And here's the introduction to the Plasma Universe entry on Birkeland:
Kristian Olaf Bernhard Birkeland (13 December 1867 - 15 June 1917) was a Norwegian scientist who has been called "the first space scientist"[1] and "the father of plasma experiments in the laboratory and space"[2] [3] [4]. He is perhaps most well-known for his scientific work on the aurora using a terrella (a magnetized globe), and as inventor of an electromagnetic cannon, and, a method of electrically producing artificial fertilizer. He also became a full professor of physics at the University of Oslo at the age of 31.

Birkeland also had astrophysical research published on cathode rays,[5] the Zodiacal lights,[6] comets,[7] the Sun and sunspots,[8] the origin of planets and their satellites,[9] the Earth's magnetism.[10]

Some of Birkeland's other contributions to science included:[2]

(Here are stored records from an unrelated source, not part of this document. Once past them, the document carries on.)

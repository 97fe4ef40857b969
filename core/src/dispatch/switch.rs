//! Switch

use crate::error::*;

/// Collects exactly one case per id in `[0, n)`.
pub struct SwitchBuilder<C> {
    /// Name used in errors.
    name: String,

    /// Cases indexed by id.
    cases: Vec<Option<C>>,
}

impl<C> SwitchBuilder<C> {
    /// Create a new `SwitchBuilder`.
    ///
    /// * `name` - Name of the switch.
    /// * `n`    - Number of ids.
    pub fn new(name: &str, n: usize) -> Self {
        Self {
            name: name.to_string(),
            cases: (0..n).map(|_| None).collect(),
        }
    }

    /// Adds the case for an id.
    ///
    /// * `id`   - The id.
    /// * `case` - The branch for `id`.
    pub fn add_case(&mut self, id: u32, case: C) -> Result<()> {
        let cases = self.cases.len();
        match self.cases.get_mut(id as usize) {
            None => Err(Error::UnreachableDispatch {
                switch: self.name.clone(),
                id,
                cases,
            }),
            Some(Some(_)) => Err(Error::DuplicateCase {
                switch: self.name.clone(),
                id,
            }),
            Some(slot) => {
                *slot = Some(case);
                Ok(())
            }
        }
    }

    /// Returns the switch or an error naming the first id without a case.
    pub fn build(self) -> Result<Switch<C>> {
        let name = self.name;
        let cases = self
            .cases
            .into_iter()
            .enumerate()
            .map(|(id, case)| {
                case.ok_or_else(|| Error::MissingCase {
                    switch: name.clone(),
                    id: id as u32,
                })
            })
            .collect::<Result<Vec<C>>>()?;
        Ok(Switch { name, cases })
    }
}

/// A complete switch over `[0, n)`. Any other id takes the default branch,
/// which fails with `Error::UnreachableDispatch`.
pub struct Switch<C> {
    /// Name used in errors.
    name: String,

    /// Cases indexed by id.
    cases: Vec<C>,
}

impl<C> Switch<C> {
    /// Returns the branch for an id.
    ///
    /// * `id` - The id.
    #[inline]
    pub fn case(&self, id: u32) -> Result<&C> {
        self.cases
            .get(id as usize)
            .ok_or_else(|| Error::UnreachableDispatch {
                switch: self.name.clone(),
                id,
                cases: self.cases.len(),
            })
    }

    /// Returns the name of the switch.
    pub fn name(&self) -> &str {
        &self.name
    }

    /// Returns the number of cases.
    pub fn len(&self) -> usize {
        self.cases.len()
    }

    /// Returns true if the switch has no cases.
    pub fn is_empty(&self) -> bool {
        self.cases.is_empty()
    }

    /// Returns an iterator over the cases in id order.
    pub fn iter(&self) -> impl Iterator<Item = &C> {
        self.cases.iter()
    }
}

#[cfg(test)]
mod tests {
    use super::*;
    use proptest::prelude::*;

    fn switch_of(n: usize) -> Switch<usize> {
        let mut builder = SwitchBuilder::new("test", n);
        for id in (0..n).rev() {
            builder.add_case(id as u32, id * 10).unwrap();
        }
        builder.build().unwrap()
    }

    #[test]
    fn duplicate_case_is_rejected() {
        let mut builder = SwitchBuilder::new("material", 2);
        builder.add_case(0, "a").unwrap();
        assert!(matches!(
            builder.add_case(0, "b"),
            Err(Error::DuplicateCase { id: 0, .. })
        ));
    }

    #[test]
    fn gap_is_rejected() {
        let mut builder = SwitchBuilder::new("material", 3);
        builder.add_case(0, "a").unwrap();
        builder.add_case(2, "c").unwrap();
        assert!(matches!(
            builder.build(),
            Err(Error::MissingCase { id: 1, .. })
        ));
    }

    #[test]
    fn case_outside_range_is_rejected() {
        let mut builder = SwitchBuilder::new("material", 1);
        assert!(matches!(
            builder.add_case(1, "b"),
            Err(Error::UnreachableDispatch { id: 1, cases: 1, .. })
        ));
    }

    #[test]
    fn empty_switch_always_fails() {
        let switch = switch_of(0);
        assert!(switch.is_empty());
        assert!(switch.case(0).is_err());
    }

    proptest! {
        #[test]
        fn every_id_dispatches_to_its_case(n in 1usize..64, id in 0u32..128) {
            let switch = switch_of(n);
            prop_assert_eq!(switch.len(), n);
            match switch.case(id) {
                Ok(v) => {
                    prop_assert!((id as usize) < n);
                    prop_assert_eq!(*v, id as usize * 10);
                }
                Err(Error::UnreachableDispatch { switch, id: got, cases }) => {
                    prop_assert!((id as usize) >= n);
                    prop_assert_eq!(switch, "test");
                    prop_assert_eq!(got, id);
                    prop_assert_eq!(cases, n);
                }
                Err(e) => prop_assert!(false, "unexpected error {}", e),
            }
        }
    }
}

• Derived the general expression for the Poynting vector
• Gave the first general solution to Maxwell's equations [11]
• Pioneered the field of charged-particle beams
• Utilized the concept of "longitudinal mass"
• Constructed the first foil diodes
• Pioneered the field of visible-light photography of electrical discharges
• Advocated charged-particle propulsion engines for space travel
• Created Norsk Hydro's nitrogen-fertilizer industry (the Birkeland-Eyde method for production of potassium nitrate)

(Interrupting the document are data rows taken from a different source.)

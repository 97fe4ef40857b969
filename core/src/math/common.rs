//! Common

use num_traits::Num;
use std::ops::Neg;

/// Use 32-bit precision for floating point numbers.
pub type Float = f32;

/// Infinty (∞)
pub const INFINITY: Float = Float::INFINITY;

/// PI (π)
pub const PI: Float = std::f32::consts::PI;

/// 1/PI (1/π)
pub const INV_PI: Float = 1.0 / PI;

/// PI/2 (π/2)
pub const PI_OVER_TWO: Float = PI * 0.5;

/// PI/4 (π/4)
pub const PI_OVER_FOUR: Float = PI * 0.25;

/// 2*PI (2π)
pub const TWO_PI: Float = PI * 2.0;

/// 4*PI (4π)
pub const FOUR_PI: Float = PI * 4.0;

/// 1/4*PI (1/4π)
pub const INV_FOUR_PI: Float = 1.0 / FOUR_PI;

/// Machine Epsilon
pub const MACHINE_EPSILON: Float = std::f32::EPSILON * 0.5;

/// Offset applied along the geometric normal when spawning rays off a surface.
pub const RAY_EPSILON: Float = 1e-4;

/// Shadow rays stop this fraction short of the light sample point.
pub const SHADOW_EPSILON: Float = 1e-3;

/// Returns the absolute value of a number.
///
/// * `n` - The number.
#[inline(always)]
pub fn abs<T>(n: T) -> T
where
    T: Num + Neg<Output = T> + PartialOrd + Copy,
{
    if n < T::zero() {
        -n
    } else {
        n
    }
}

/// Returns the minimum of 2 numbers.
///
/// * `a` - First number.
/// * `b` - Second number.
#[inline(always)]
pub fn min<T>(a: T, b: T) -> T
where
    T: Num + PartialOrd + Copy,
{
    if a < b {
        a
    } else {
        b
    }
}

/// Returns the maximum of 2 numbers.
///
/// * `a` - First number.
/// * `b` - Second number.
#[inline(always)]
pub fn max<T>(a: T, b: T) -> T
where
    T: Num + PartialOrd + Copy,
{
    if a > b {
        a
    } else {
        b
    }
}

/// Returns the error bound for adding n terms.
///
/// * `n` - Number of terms
#[inline(always)]
pub fn gamma(n: u32) -> Float {
    (n as Float * MACHINE_EPSILON) / (1.0 - n as Float * MACHINE_EPSILON)
}

/// Returns gamma corrected values for use in 8-bit images.
///
/// * `value` - Value to correct.
#[inline(always)]
pub fn gamma_correct(value: Float) -> Float {
    if value <= 0.0031308 {
        12.92 * value
    } else {
        1.055 * value.powf(1.0 / 2.4) - 0.055
    }
}

/// Inverse of `gamma_correct`; maps sRGB encoded values back to linear.
///
/// * `value` - Value to convert.
#[inline(always)]
pub fn inverse_gamma_correct(value: Float) -> Float {
    if value <= 0.04045 {
        value / 12.92
    } else {
        ((value + 0.055) / 1.055).powf(2.4)
    }
}

/// Convert a 32-bit floating point value to its constituent bits and
/// return the representation as 32-bit unsigned integer.
///
/// * `f` - The 32-bit floating point number.
#[inline(always)]
pub fn float_to_bits(f: f32) -> u32 {
    f.to_bits()
}

/// Convert the bits of a 32-bit unsigned interger value and return the
/// representation as a 32-bit floating point value.
///
/// * `i` - The 32-bit unsigned interger.
#[inline(always)]
pub fn bits_to_float(i: u32) -> f32 {
    f32::from_bits(i)
}

/// Solves `a*x^2 + b*x + c = 0` and returns the roots in ascending order.
///
/// * `a` - Quadratic coefficient.
/// * `b` - Linear coefficient.
/// * `c` - Constant.
pub fn quadratic(a: Float, b: Float, c: Float) -> Option<(Float, Float)> {
    let (a, b, c) = (a as f64, b as f64, c as f64);
    let discrim = b * b - 4.0 * a * c;
    if discrim < 0.0 || a == 0.0 {
        return None;
    }
    let root_discrim = discrim.sqrt();

    let q = if b < 0.0 {
        -0.5 * (b - root_discrim)
    } else {
        -0.5 * (b + root_discrim)
    };

    let t0 = (q / a) as Float;
    let t1 = if q == 0.0 { t0 } else { (c / q) as Float };
    if t0 > t1 {
        Some((t1, t0))
    } else {
        Some((t0, t1))
    }
}

#[cfg(test)]
mod tests {
    use super::*;
    use proptest::prelude::*;

    proptest! {
        #[test]
        fn inverse_gamma_undoes_gamma(v in 0.0..1.0f32) {
            prop_assert!((inverse_gamma_correct(gamma_correct(v)) - v).abs() < 1e-4);
        }
    }

    #[test]
    fn quadratic_finds_ordered_roots() {
        let (t0, t1) = quadratic(1.0, -3.0, 2.0).unwrap();
        assert!((t0 - 1.0).abs() < 1e-6);
        assert!((t1 - 2.0).abs() < 1e-6);
        assert!(quadratic(1.0, 0.0, 1.0).is_none());
    }

    proptest! {
        #[test]
        fn float_bits_round_trip(f in -1e6f32..1e6f32) {
            prop_assert_eq!(bits_to_float(float_to_bits(f)), f);
        }
    }
}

• Invented an electromagnetic rail gun capable of firing a 10-kg projectile
• Established Birkeland's Firearms company
• Anticipated cosmic rays (discovered in 1911) with his calculations involving energies of several billion electron volts
• Held patents on the electromagnetic cannon,[12] electric blankets, solid margarine, and hearing aids.

In 1969 when field-align currents had been identified in the Earth's atmosphere, they were named in his honor: Birkeland currents.[13]....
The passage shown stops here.